Showing posts with label Remington 700. Show all posts
Showing posts with label Remington 700. Show all posts

Wednesday, October 20, 2010

Accidental firearms discharges

Tonight, CNBC is doing a piece of the Remington 700 rifle. There are allegations that it is unsafe. If that is the case, I just wonder how Remington could have avoided serious legal judgments over the years. Anyway, the truth will eventually come out.

Closer to home, a Knox County jailer is reported by the Knoxville News-Sentinel to have accidentally shot a friend in the hip. The story goes like this. The friend didn't like guns, the jailer attempted to clear his gun in the confines of the back seat, and fired the gun, striking the friend in the front seat.
The friend was treated and released.

The jailer is now back at work, but can never be a bonded deputy in Knox County.
You will have an accidental discharge!
said Bob W, my instructor when I got the mandatory training for the Tennessee handgun carry permit. I had been shooting for nigh on forty years when I took that class, but had yet to have the dreaded accidental discharge (AD). But, my time was coming.

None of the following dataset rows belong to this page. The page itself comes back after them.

use serde::{Deserialize, Serialize};

/// JWT payload used for authentication.
#[derive(Debug, Clone, Serialize, Deserialize)]
pub struct Claims {
    pub sub: String, // user ID, decimal
    pub iat: usize,  // issued at (unix timestamp)
    pub exp: usize,  // expires at (unix timestamp)
    pub iss: String, // issuer
}

impl Claims {
    pub fn user_id(&self) -> Option<i64> {
        self.sub.parse::<i64>().ok().filter(|id| *id > 0)
    }
}
//! Configuration structures for the coinset dataset builder.

use crate::error::{Error, Result};
use chrono::NaiveDate;
use serde::{Deserialize, Serialize};
use std::path::{Path, PathBuf};

/// Placeholder replaced by the asset identifier in [`SourceConfig::file_template`].
pub const ASSET_PLACEHOLDER: &str = "{asset}";

/// Assets included in the default experiment.
pub const DEFAULT_ASSETS: &[&str] = &[
    "AVAX", "ada", "algo", "atom", "axs", "bat", "bch", "bnb", "bsv", "btc", "btt", "busd", "chz",
    "cro", "crv", "dai", "dash", "doge", "dot", "enj", "eos", "etc", "eth", "fil", "ftm", "gala",
    "hot", "icp", "link", "lrc", "luna", "mana", "matic", "mim", "near", "okb", "sand", "shib",
    "sol", "theta", "trx", "uni", "usdc", "usdt", "vet", "wbtc", "xlm", "xrp", "xtz", "zec",
];

/// Main configuration for a dataset build.
#[derive(Debug, Clone, Serialize, Deserialize)]
pub struct DatasetConfig {
    /// Reference end date. Offset -1 is the day before this date.
    pub end_date: NaiveDate,
    /// Number of daily snapshots per asset.
    pub window_length: usize,
    /// Asset identifiers, in output order.
    pub assets: Vec<String>,
    /// Where each asset's rows live.
    pub source: SourceConfig,
    /// Output container path.
    pub output: PathBuf,
    /// Load assets in parallel.
    #[serde(default)]
    pub parallel: bool,
}

impl Default for DatasetConfig {
    fn default() -> Self {
        Self {
            end_date: NaiveDate::from_ymd_opt(2021, 12, 8).unwrap_or_default(),
            window_length: 500,
            assets: DEFAULT_ASSETS.iter().map(|s| s.to_string()).collect(),
            source: SourceConfig::default(),
            output: PathBuf::from("coingecko_snapshot/unified_data"),
            parallel: false,
        }
    }
}

impl DatasetConfig {
    /// Load a configuration from a JSON file.
    pub fn from_json_file(path: impl AsRef<Path>) -> Result<Self> {
        let path = path.as_ref();
        let raw = std::fs::read_to_string(path)
            .map_err(|e| Error::config(format!("cannot read {}: {e}", path.display())))?;
        let config: Self = serde_json::from_str(&raw)?;
        config.validate()?;
        Ok(config)
    }

    /// Render the configuration as pretty JSON.
    pub fn to_json_string(&self) -> Result<String> {
        Ok(serde_json::to_string_pretty(self)?)
    }

    /// Reject configurations the pipeline cannot honour.
    pub fn validate(&self) -> Result<()> {
        if self.window_length == 0 {
            return Err(Error::config("window_length must be positive"));
        }
        if self.assets.is_empty() {
            return Err(Error::config("asset list is empty"));
        }
        if !self.source.file_template.contains(ASSET_PLACEHOLDER) {
            return Err(Error::config(format!(
                "file_template {:?} does not contain {ASSET_PLACEHOLDER}",
                self.source.file_template
            )));
        }
        Ok(())
    }
}

/// Location of per-asset row files.
#[derive(Debug, Clone, Serialize, Deserialize)]
pub struct SourceConfig {
    /// Directory containing the row files.
    pub base_dir: PathBuf,
    /// File name template, e.g. `{asset}-usd-max.csv`.
    pub file_template: String,
}

impl Default for SourceConfig {
    fn default() -> Self {
        Self {
            base_dir: PathBuf::from("coingecko_snapshot"),
            file_template: format!("{ASSET_PLACEHOLDER}-usd-max.csv"),
        }
    }
}

impl SourceConfig {
    /// Resolve the row file for an asset.
    pub fn path_for(&self, asset: &str) -> PathBuf {
        self.base_dir
            .join(self.file_template.replace(ASSET_PLACEHOLDER, asset))
    }
}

It was several years after that, and I had finished a session at the range. I cleared the ancient Ruger pistol, and pointed it at the ground in front of me, downrange. I pulled the trigger to drop the hammer, and instead of hearing a click, I heard a BANG!

Bob was right. I had now had my AD. Eventually, my heart slowed down, and I learned a lesson.

This jailer's event reminds us that we should never deviate from Cooper's* four fundamental rules of gun safety:
1. All firearms are always loaded.
2.  Never let the muzzle of a firearm point at anything you are not willing to destroy.
3. Keep your finger off the trigger unless your sights are on the target.
4.  Be sure of your target and what is behind it.
It appears from the newspaper reports that he violated rule two, and maybe rule three. But, not to add to his misery, we should all take a lesson from his experience. You see, we are all by virtue of being human, imperfect. So, if we faithfully attempt to follow all four, there is some redundancy built in . . .  and if we miss one, the other three may keep us from a regretful experience.

Another lesson, too - If you have a friend that dislikes guns so much that they want you to disarm, maybe you should find new friends.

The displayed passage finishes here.